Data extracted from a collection

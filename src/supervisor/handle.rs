use tokio::task::JoinHandle;
use tokio_util::sync::CancellationToken;

use crate::SupervisorError;

/// Controls a supervisor started with [`Supervisor::run`](crate::Supervisor::run).
#[derive(Debug)]
pub struct SupervisorHandle {
    join_handle: JoinHandle<Result<(), SupervisorError>>,
    token: CancellationToken,
}

impl SupervisorHandle {
    pub(crate) fn new(
        join_handle: JoinHandle<Result<(), SupervisorError>>,
        token: CancellationToken,
    ) -> Self {
        Self { join_handle, token }
    }

    /// Requests shutdown: the running program is stopped through the usual
    /// SIGTERM / grace / SIGKILL escalation and no new cycle is started.
    pub fn shutdown(&self) {
        self.token.cancel();
    }

    pub fn is_shutting_down(&self) -> bool {
        self.token.is_cancelled()
    }

    /// Waits for the supervisor to stop, after a shutdown or a launch failure.
    pub async fn wait(self) -> Result<(), SupervisorError> {
        self.join_handle
            .await
            .map_err(|_| SupervisorError::Panicked)?
    }
}
use crate::domain::order::Order;
use crate::repository::error::{RepositoryError, RepositoryResult};
use rusqlite::{params, Connection, OptionalExtension};
use std::sync::{Arc, Mutex};

// ==========================================
// OrderRepository - 订单仓储
// ==========================================
// 表名 delivery_order（避开 SQL 关键字 ORDER）
pub struct OrderRepository {
    conn: Arc<Mutex<Connection>>,
}

impl OrderRepository {
    pub fn new(conn: Arc<Mutex<Connection>>) -> Self {
        Self { conn }
    }

    fn get_conn(&self) -> RepositoryResult<std::sync::MutexGuard<Connection>> {
        self.conn
            .lock()
            .map_err(|e| RepositoryError::LockError(e.to_string()))
    }

    /// 创建订单（order_id 唯一；route_id 不做存在性校验）
    pub fn create(&self, order: &Order) -> RepositoryResult<String> {
        let conn = self.get_conn()?;

        conn.execute(
            r#"INSERT INTO delivery_order (order_id, value_rs, route_id, delivery_timestamp)
               VALUES (?, ?, ?, ?)"#,
            params![
                &order.order_id,
                order.value_rs,
                &order.route_id,
                &order.delivery_timestamp,
            ],
        )?;

        Ok(order.order_id.clone())
    }

    /// 插入或覆盖订单（导入使用）
    pub fn upsert(&self, order: &Order) -> RepositoryResult<()> {
        let conn = self.get_conn()?;

        conn.execute(
            r#"INSERT INTO delivery_order (order_id, value_rs, route_id, delivery_timestamp)
               VALUES (?1, ?2, ?3, ?4)
               ON CONFLICT(order_id) DO UPDATE SET
                   value_rs = ?2, route_id = ?3, delivery_timestamp = ?4"#,
            params![
                &order.order_id,
                order.value_rs,
                &order.route_id,
                &order.delivery_timestamp,
            ],
        )?;

        Ok(())
    }

    pub fn find_by_id(&self, order_id: &str) -> RepositoryResult<Option<Order>> {
        let conn = self.get_conn()?;

        let order = conn
            .query_row(
                r#"SELECT order_id, value_rs, route_id, delivery_timestamp
                   FROM delivery_order
                   WHERE order_id = ?"#,
                params![order_id],
                Self::map_row,
            )
            .optional()?;

        Ok(order)
    }

    /// 查询全部订单（插入顺序，即仿真处理顺序）
    pub fn list_all(&self) -> RepositoryResult<Vec<Order>> {
        let conn = self.get_conn()?;
        Self::list_all_with(&conn)
    }

    pub(crate) fn list_all_with(conn: &Connection) -> RepositoryResult<Vec<Order>> {
        let mut stmt = conn.prepare(
            r#"SELECT order_id, value_rs, route_id, delivery_timestamp
               FROM delivery_order
               ORDER BY rowid ASC"#,
        )?;

        let orders = stmt
            .query_map([], Self::map_row)?
            .collect::<Result<Vec<Order>, _>>()?;

        Ok(orders)
    }

    pub fn update(&self, order: &Order) -> RepositoryResult<()> {
        let conn = self.get_conn()?;

        let affected = conn.execute(
            r#"UPDATE delivery_order
               SET value_rs = ?, route_id = ?, delivery_timestamp = ?
               WHERE order_id = ?"#,
            params![
                order.value_rs,
                &order.route_id,
                &order.delivery_timestamp,
                &order.order_id,
            ],
        )?;

        if affected == 0 {
            return Err(RepositoryError::not_found("Order", &order.order_id));
        }
        Ok(())
    }

    pub fn delete(&self, order_id: &str) -> RepositoryResult<()> {
        let conn = self.get_conn()?;

        let affected =
            conn.execute("DELETE FROM delivery_order WHERE order_id = ?", params![order_id])?;
        if affected == 0 {
            return Err(RepositoryError::not_found("Order", order_id));
        }
        Ok(())
    }

    fn map_row(row: &rusqlite::Row) -> rusqlite::Result<Order> {
        Ok(Order {
            order_id: row.get(0)?,
            value_rs: row.get(1)?,
            route_id: row.get(2)?,
            delivery_timestamp: row.get(3)?,
        })
    }
}
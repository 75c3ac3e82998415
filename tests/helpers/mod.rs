pub mod api_test_helper;
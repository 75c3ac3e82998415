// ==========================================
// 末端配送车队仿真 - 配置管理器
// ==========================================
// 职责: 仿真规则加载、覆写、快照
// 存储: config_kv 表 (key-value + scope)
// ==========================================

use crate::config::rules_reader::SimulationRulesReader;
use crate::config::simulation_rules::SimulationRules;
use async_trait::async_trait;
use rusqlite::{params, Connection};
use std::collections::BTreeMap;
use std::error::Error;
use std::str::FromStr;
use std::sync::{Arc, Mutex};

// ==========================================
// 配置键
// ==========================================
pub mod config_keys {
    // 疲劳
    pub const FATIGUE_THRESHOLD_HOURS: &str = "fatigue_threshold_hours";
    pub const FATIGUE_TIME_MULTIPLIER: &str = "fatigue_time_multiplier";

    // 延误与奖励
    pub const LATE_GRACE_MINUTES: &str = "late_grace_minutes";
    pub const LATE_PENALTY: &str = "late_penalty";
    pub const BONUS_VALUE_THRESHOLD: &str = "bonus_value_threshold";
    pub const BONUS_RATE: &str = "bonus_rate";

    // 燃油
    pub const BASE_FUEL_RATE_PER_KM: &str = "base_fuel_rate_per_km";
    pub const HIGH_TRAFFIC_SURCHARGE_PER_KM: &str = "high_traffic_surcharge_per_km";
}

type ConfigError = Box<dyn Error + Send + Sync>;

// ==========================================
// ConfigManager - 配置管理器
// ==========================================
pub struct ConfigManager {
    conn: Arc<Mutex<Connection>>,
}

impl ConfigManager {
    /// 从已有连接创建 ConfigManager
    pub fn from_connection(conn: Arc<Mutex<Connection>>) -> Self {
        Self { conn }
    }

    /// 读取 global scope 配置值
    pub fn get_config_value(&self, key: &str) -> Result<Option<String>, ConfigError> {
        let conn = self.conn.lock().map_err(|e| format!("锁获取失败: {}", e))?;

        let result = conn.query_row(
            "SELECT value FROM config_kv WHERE scope_id = 'global' AND key = ?1",
            params![key],
            |row| row.get::<_, String>(0),
        );

        match result {
            Ok(value) => Ok(Some(value)),
            Err(rusqlite::Error::QueryReturnedNoRows) => Ok(None),
            Err(e) => Err(Box::new(e)),
        }
    }

    /// 写入 global scope 配置值（UPSERT）
    pub fn set_config_value(&self, key: &str, value: &str) -> Result<(), ConfigError> {
        let conn = self.conn.lock().map_err(|e| format!("锁获取失败: {}", e))?;

        conn.execute(
            "INSERT INTO config_kv (scope_id, key, value, updated_at)
             VALUES ('global', ?1, ?2, datetime('now'))
             ON CONFLICT(scope_id, key) DO UPDATE SET value = ?2, updated_at = datetime('now')",
            params![key, value],
        )?;

        tracing::info!(config_key = key, value = value, "配置已更新");
        Ok(())
    }

    /// 获取所有 global 配置的快照（JSON格式,按键排序）
    pub fn get_config_snapshot(&self) -> Result<String, ConfigError> {
        let conn = self.conn.lock().map_err(|e| format!("锁获取失败: {}", e))?;

        let mut stmt =
            conn.prepare("SELECT key, value FROM config_kv WHERE scope_id = 'global' ORDER BY key")?;

        let rows = stmt.query_map([], |row| {
            Ok((row.get::<_, String>(0)?, row.get::<_, String>(1)?))
        })?;

        let mut config_map: BTreeMap<String, String> = BTreeMap::new();
        for row in rows {
            let (key, value) = row?;
            config_map.insert(key, value);
        }

        Ok(serde_json::to_string(&config_map)?)
    }

    /// 读取并解析配置值
    ///
    /// 缺失、格式错误或超出取值范围时回退默认值
    fn get_parsed_or_default<T>(
        &self,
        key: &str,
        default: T,
        in_range: impl Fn(T) -> bool,
    ) -> Result<T, ConfigError>
    where
        T: FromStr + Copy + std::fmt::Display,
    {
        let raw = match self.get_config_value(key)? {
            None => return Ok(default),
            Some(raw) => raw,
        };

        match raw.trim().parse::<T>() {
            Ok(v) if in_range(v) => Ok(v),
            Ok(_) => {
                tracing::warn!(
                    config_key = key,
                    raw_value = %raw,
                    default = %default,
                    "配置超出取值范围，使用默认值"
                );
                Ok(default)
            }
            Err(_) => {
                tracing::warn!(
                    config_key = key,
                    raw_value = %raw,
                    default = %default,
                    "配置格式错误，使用默认值"
                );
                Ok(default)
            }
        }
    }

    /// 同步读取完整仿真规则
    ///
    /// 取值范围: 疲劳系数 >= 1，其余项 >= 0，浮点项必须有限
    pub fn read_simulation_rules(&self) -> Result<SimulationRules, ConfigError> {
        let d = SimulationRules::default();

        Ok(SimulationRules {
            fatigue_threshold_hours: self.get_parsed_or_default(
                config_keys::FATIGUE_THRESHOLD_HOURS,
                d.fatigue_threshold_hours,
                non_negative,
            )?,
            fatigue_time_multiplier: self.get_parsed_or_default(
                config_keys::FATIGUE_TIME_MULTIPLIER,
                d.fatigue_time_multiplier,
                |v: f64| v.is_finite() && v >= 1.0,
            )?,
            late_grace_minutes: self.get_parsed_or_default(
                config_keys::LATE_GRACE_MINUTES,
                d.late_grace_minutes,
                |v: i64| v >= 0,
            )?,
            late_penalty: self.get_parsed_or_default(config_keys::LATE_PENALTY, d.late_penalty, |v: i64| {
                v >= 0
            })?,
            bonus_value_threshold: self.get_parsed_or_default(
                config_keys::BONUS_VALUE_THRESHOLD,
                d.bonus_value_threshold,
                non_negative,
            )?,
            bonus_rate: self.get_parsed_or_default(config_keys::BONUS_RATE, d.bonus_rate, non_negative)?,
            base_fuel_rate_per_km: self.get_parsed_or_default(
                config_keys::BASE_FUEL_RATE_PER_KM,
                d.base_fuel_rate_per_km,
                non_negative,
            )?,
            high_traffic_surcharge_per_km: self.get_parsed_or_default(
                config_keys::HIGH_TRAFFIC_SURCHARGE_PER_KM,
                d.high_traffic_surcharge_per_km,
                non_negative,
            )?,
        })
    }
}

fn non_negative(value: f64) -> bool {
    value.is_finite() && value >= 0.0
}

// ==========================================
// SimulationRulesReader Trait 实现
// ==========================================
#[async_trait]
impl SimulationRulesReader for ConfigManager {
    async fn load_simulation_rules(&self) -> Result<SimulationRules, ConfigError> {
        self.read_simulation_rules()
    }
}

Your task >> Show all lines from the records above where the word "rusqlite" occurs.

Your solution >>
use rusqlite::{params, Connection, OptionalExtension};
    fn map_row(row: &rusqlite::Row) -> rusqlite::Result<Order> {
use rusqlite::{params, Connection};
            Err(rusqlite::Error::QueryReturnedNoRows) => Ok(None),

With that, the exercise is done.